Avec cette question ressortent deux points. Premièrement, la construction européenne est trop souvent utilisée comme un alibi, comme le cache-sexe des orientations très libérales de votre Gouvernement. Le second met en lumière une forme d'hypocrisie du texte que vous nous demandez d'adopter : faire alors que rien ne vous y oblige, contraindre alors que rien ne vous y force, sous couvert de grandes déclarations sur l'avenir de La Poste, mais aussi sur cette prétendue modernité qui serait finalement la première raison de cette réforme. Sur des sujets aussi essentiels que le service public postal, soyez assuré, monsieur le ministre, que les députés socialistes n'entendent pas sacrifier leurs valeurs sur l'autel de cette prétendue modernité.

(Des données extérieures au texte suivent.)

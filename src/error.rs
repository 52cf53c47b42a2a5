//! Unified error types for apidiff.
//!
//! Diff findings are never errors: every added/removed declaration is a
//! normal output value. The variants here cover caller misuse and
//! configuration problems only, and all of them abort a comparison before
//! any partial report is produced.

use thiserror::Error;

/// Main error type for apidiff operations.
#[derive(Error, Debug)]
#[non_exhaustive]
pub enum ApiDiffError {
    /// A symbol tree violates the sibling-uniqueness invariant: two direct
    /// children of one node carry the same identity key.
    #[error("malformed symbol tree at '{path}': {detail}")]
    MalformedTree { path: String, detail: String },

    /// An ignore-policy entry does not parse as a dot-delimited logical path.
    /// The offending entry is rejected, never silently dropped or matched.
    #[error("invalid ignore path '{entry}': {reason}")]
    PolicyMismatch { entry: String, reason: String },

    /// The two roots passed to a comparison do not describe the same
    /// library (different root identity).
    #[error("cannot compare unrelated roots: {0}")]
    InvalidInput(String),
}

impl ApiDiffError {
    /// Create a malformed-tree error located at the given qualified path.
    pub fn malformed_tree(path: impl Into<String>, detail: impl Into<String>) -> Self {
        Self::MalformedTree {
            path: path.into(),
            detail: detail.into(),
        }
    }

    /// Create a policy error for one rejected ignore entry.
    pub fn policy_mismatch(entry: impl Into<String>, reason: impl Into<String>) -> Self {
        Self::PolicyMismatch {
            entry: entry.into(),
            reason: reason.into(),
        }
    }

    /// Create an invalid-input error.
    pub fn invalid_input(message: impl Into<String>) -> Self {
        Self::InvalidInput(message.into())
    }
}

/// Convenient Result type for apidiff operations.
pub type Result<T> = std::result::Result<T, ApiDiffError>;
//! **Semantic API surface diff for compiled libraries.**
//!
//! `apidiff` detects breaking changes between two versions of a library's
//! declared public surface. A metadata-reading collaborator (or the
//! in-crate [`ApiBuilder`]) materializes each version as a tree of
//! [`SymbolNode`]s; the [`DiffEngine`] walks the two trees in parallel,
//! matches declarations by identity key, and classifies every discrepancy
//! as added, removed, or suppressed by an [`IgnorePolicy`].
//!
//! The engine compares declared surface shape only: member bodies,
//! behavioral compatibility, and cross-assembly dependency graphs are out
//! of scope, as are artifact loading and report rendering — the result is
//! a structured [`DiffReport`](diff::DiffReport) for a rendering layer to
//! consume.
//!
//! # Modules
//!
//! - [`model`]: the symbol tree and its fluent builders.
//! - [`policy`]: ignore-path validation and suppression.
//! - [`diff`]: the comparison engine and its result tree.
//! - [`error`]: the crate error type.
//!
//! # Example
//!
//! ```
//! use apidiff::{ApiBuilder, DiffEngine, IgnorePolicy};
//!
//! let old = ApiBuilder::new("Widgets")
//!     .namespace("Widgets", |ns| {
//!         ns.class("Button", |t| {
//!             t.method("Click", |m| m.returns("System.Void"))
//!                 .property("Label", "System.String")
//!         })
//!     })
//!     .build();
//!
//! let new = ApiBuilder::new("Widgets")
//!     .namespace("Widgets", |ns| {
//!         ns.class("Button", |t| {
//!             t.method("Press", |m| m.returns("System.Void"))
//!                 .property("Label", "System.String")
//!         })
//!     })
//!     .build();
//!
//! // Click was renamed: one removal, one addition. Ignoring the old
//! // path keeps the removal out of the report.
//! let policy = IgnorePolicy::new(["Widgets.Button.Click"])?;
//! let report = DiffEngine::new().diff(&old, &new, &policy)?;
//!
//! assert_eq!(report.summary.removed, 0);
//! assert_eq!(report.summary.added, 1);
//! assert_eq!(report.summary.suppressed, 1);
//! # Ok::<(), apidiff::ApiDiffError>(())
//! ```

pub mod diff;
pub mod error;
pub mod model;
pub mod policy;

pub use diff::{DiffEngine, DiffEntry, DiffReport, Direction};
pub use error::{ApiDiffError, Result};
pub use model::{ApiBuilder, SymbolKind, SymbolNode};
pub use policy::IgnorePolicy;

Troisième question : existe-t-il, à terme, un risque de privatisation ? La réponse est évidemment oui. Pour l'instant, le Gouvernement assure que le capital de la société anonyme sera détenu par l'État, actionnaire majoritaire, et la Caisse des dépôts et consignations, auxquels pourrait s'ajouter une part d'actionnariat salarié. Par ailleurs, vous avez assuré, comme l'avait fait avant vous Nicolas Sarkozy pour GDF, que la Poste serait imprivatisable. Or, grâce, ou plutôt à cause du parallélisme des formes que vous avez reconnu vous-même, ce qu'une loi fait, une autre loi peut le défaire. Rien n'empêche qu'une prochaine loi fasse descendre en dessous de 50 % la part du capital public.
La situation se résume dès lors d'une phrase simple : l'établissement public, industriel et commercial La Poste n'était pas privatisable ; la société anonyme La Poste le devient.
Ainsi, par ces trois questions, démonstration est faite que nos craintes sont justifiées face à un tel projet de loi qui relève de la pure idéologie et porte, une fois de plus, un coup très dur au service public.
J'avais émis en première lecture, lors de la discussion générale, l'idée de la création d'un bouclier de service public et j'avais évoqué la forme qu'il pourrait prendre afin d'assurer partout sur le territoire français un socle de service public, accessible à tous, et nécessaire au développement des territoires. Ce projet de loi va exactement dans le sens opposé.
Contrairement à ce qu'affirment certains membres du Gouvernement et à ce que vous prétendiez tout à l'heure, la position du groupe socialiste n'est pas conservatrice. Elle est au contraire moderne, pour reprendre votre terminologie. Moderne au meilleur sens du terme, car elle tient compte non seulement de notre culture de service public, mais aussi d'une véritable compréhension de la profonde crise actuelle, qui devrait vous conduire à mettre un frein aux tentations toujours plus libérales qui animent l'action du Gouvernement.
Les services publics constituent un véritable patrimoine collectif. En engageant doucement mais sûrement la marche vers la privatisation, vous vous apprêtez, monsieur le ministre, à priver les Français d'un élément de leur patrimoine collectif. Nous le refusons. (Applaudissements sur les bancs du groupe SRC et plusieurs bancs du groupe GDR.)